Validation is crucial for so many patients who have been sick for years, yet are told by healthcare professionals that there is nothing wrong with them, Redfield said.

One patient with severe long-COVID-induced cognitive dysfunction cried when Redfield talked with her about the seriousness of her illness. “You’re the first doctor that acknowledged I was sick,” the patient told Redfield.

Jim O’Neill, U.S. Department of Health and Human Services (HHS) deputy secretary and CDC acting director, applauded the creation of a website. He said:

“I’m hoping it’ll provide validation and support for people that are suffering from alienation, and also hope and optimism that we are putting more facts on the table, bringing more expertise, taking unstructured data and starting to add structure to it so that can lead to more solutions that everyone will have access to.”
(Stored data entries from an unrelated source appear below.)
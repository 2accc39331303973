use axum::{
    extract::{Path, State},
    response::Response,
    Json,
};
use chrono::Utc;
use serde::{Deserialize, Serialize};
use tracing::{debug, info};
use uuid::Uuid;
use venturelab_core::{
    validate_choice, validate_range, validate_uuid, Feature, MissionProgress, MissionStatus,
    Validate, ValidationError,
};

use super::{enforce_rate_limit, with_rate_limit_headers, ValidatedJson};
use crate::auth::AuthContext;
use crate::error::{ApiError, ApiResult};
use crate::metrics;
use crate::AppState;

const SETTABLE_STATUSES: [&str; 2] = ["in_progress", "completed"];

#[derive(Debug, Deserialize)]
pub struct ProgressRequest {
    pub status: String,
    #[serde(default)]
    pub score: Option<i64>,
}

impl Validate for ProgressRequest {
    fn validate(&self) -> Result<(), ValidationError> {
        validate_choice("status", &self.status, &SETTABLE_STATUSES)?;
        if let Some(score) = self.score {
            validate_range("score", score, 0, 100)?;
        }
        Ok(())
    }
}

#[derive(Debug, Serialize)]
pub struct ProgressResponse {
    pub progress: MissionProgress,
    pub changed: bool,
    pub xp_awarded: u64,
    #[serde(skip_serializing_if = "Option::is_none")]
    pub total_xp: Option<u64>,
    #[serde(skip_serializing_if = "Option::is_none")]
    pub level: Option<u32>,
}

/// Moves `current` to `next`, stamping start and completion times the first
/// time each is reached.
fn advance(current: &MissionProgress, next: MissionStatus, score: Option<u8>) -> MissionProgress {
    let now = Utc::now();
    let mut updated = current.clone();
    updated.status = next;
    if matches!(next, MissionStatus::InProgress | MissionStatus::Completed)
        && updated.started_at.is_none()
    {
        updated.started_at = Some(now);
    }
    if next == MissionStatus::Completed && updated.completed_at.is_none() {
        updated.completed_at = Some(now);
    }
    if score.is_some() {
        updated.score = score;
    }
    updated.updated_at = now;
    updated
}

/// Rounds of read-then-conditional-write before a contended update gives up.
const MAX_TRANSITION_ATTEMPTS: usize = 3;

/// Outcome of applying a requested status to the stored row.
enum Transition {
    Unchanged(MissionProgress),
    Moved {
        from: MissionStatus,
        stored: MissionProgress,
    },
}

/// Reads the row, checks the move, and writes it only if no other request
/// changed the row in between. A lost race re-reads, so a repeated
/// completion resolves to `Unchanged` instead of a second write.
async fn apply_transition(
    state: &AppState,
    user_id: Uuid,
    mission_id: Uuid,
    next: MissionStatus,
    score: Option<u8>,
) -> ApiResult<Transition> {
    for _ in 0..MAX_TRANSITION_ATTEMPTS {
        let row = state
            .backend
            .get_mission_progress(user_id, mission_id)
            .await?;
        let expected = row.as_ref().map(|r| r.status);
        // Missions without a row have been unlocked by the curriculum but not started.
        let current =
            row.unwrap_or_else(|| MissionProgress::new(user_id, mission_id, MissionStatus::Available));

        if !current.status.can_transition_to(next) {
            return Err(ApiError::Conflict(format!(
                "mission cannot move from {} to {}",
                current.status, next
            )));
        }
        if current.status == next {
            return Ok(Transition::Unchanged(current));
        }

        let updated = advance(&current, next, score);
        if let Some(stored) = state
            .backend
            .transition_mission_progress(&updated, expected)
            .await?
        {
            return Ok(Transition::Moved {
                from: current.status,
                stored,
            });
        }
        debug!(%user_id, %mission_id, "Mission progress changed underneath; retrying");
    }

    Err(ApiError::Conflict(
        "mission progress is being updated concurrently".to_string(),
    ))
}

pub async fn update_progress(
    State(state): State<AppState>,
    auth: AuthContext,
    Path(mission_id): Path<String>,
    ValidatedJson(request): ValidatedJson<ProgressRequest>,
) -> ApiResult<Response> {
    let mission_id = validate_uuid("mission_id", &mission_id)?;
    let next = MissionStatus::parse(&request.status)?;
    let score = request.score.and_then(|s| u8::try_from(s).ok());

    let decision = enforce_rate_limit(&state, auth.user_id, Feature::Progress)?;

    let (from, stored) =
        match apply_transition(&state, auth.user_id, mission_id, next, score).await? {
            Transition::Unchanged(current) => {
                return Ok(with_rate_limit_headers(
                    Json(ProgressResponse {
                        progress: current,
                        changed: false,
                        xp_awarded: 0,
                        total_xp: None,
                        level: None,
                    }),
                    &decision,
                ));
            }
            Transition::Moved { from, stored } => (from, stored),
        };

    let mut response = ProgressResponse {
        progress: stored,
        changed: true,
        xp_awarded: 0,
        total_xp: None,
        level: None,
    };

    if next == MissionStatus::Completed {
        let xp = state.settings.progression.mission_completion_xp;
        let profile = state.backend.add_xp(auth.user_id, xp).await?;
        metrics::record_xp("mission", xp);
        response.xp_awarded = xp;
        response.total_xp = Some(profile.xp);
        response.level = Some(profile.level);
    }

    info!(
        user_id = %auth.user_id,
        %mission_id,
        %from,
        to = %next,
        xp_awarded = response.xp_awarded,
        "Mission progress updated"
    );

    Ok(with_rate_limit_headers(Json(response), &decision))
}

#[cfg(test)]
mod tests {
    use super::*;

    #[test]
    fn test_request_validation() {
        let ok = ProgressRequest {
            status: "completed".into(),
            score: Some(100),
        };
        assert!(ok.validate().is_ok());

        let locked = ProgressRequest {
            status: "locked".into(),
            score: None,
        };
        assert!(locked.validate().is_err());

        let negative = ProgressRequest {
            status: "in_progress".into(),
            score: Some(-1),
        };
        assert!(negative.validate().is_err());
    }

    #[test]
    fn test_advance_stamps_times_once() {
        let row = MissionProgress::new(Uuid::new_v4(), Uuid::new_v4(), MissionStatus::Available);

        let started = advance(&row, MissionStatus::InProgress, None);
        assert!(started.started_at.is_some());
        assert!(started.completed_at.is_none());

        let done = advance(&started, MissionStatus::Completed, Some(88));
        assert_eq!(done.started_at, started.started_at);
        assert!(done.completed_at.is_some());
        assert_eq!(done.score, Some(88));

        let direct = advance(&row, MissionStatus::Completed, None);
        assert!(direct.started_at.is_some());
        assert_eq!(direct.score, None);
    }
}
No details were provided regarding access or privacy issues related to the website.

Researchers at both roundtable discussions stressed the need for private/public collaboration to streamline the bureaucratic red tape that hinders the bench-to-bedside process used to create, test and approve treatments.

In a press release Thursday, HHS announced new actions aimed at improving care for long COVID, which mirrored the topics addressed by Kennedy at the roundtable discussions:

  • A forthcoming national campaign to provide patients, families and employers with accurate, science-based information about long COVID, its symptoms and available resources.
  • The creation of an upcoming online hub where physicians, researchers and health systems can share best practices and clinical insights for diagnosing and treating long COVID.
  • The release of a report on estimates of the prevalence of long COVID and related health insurance data.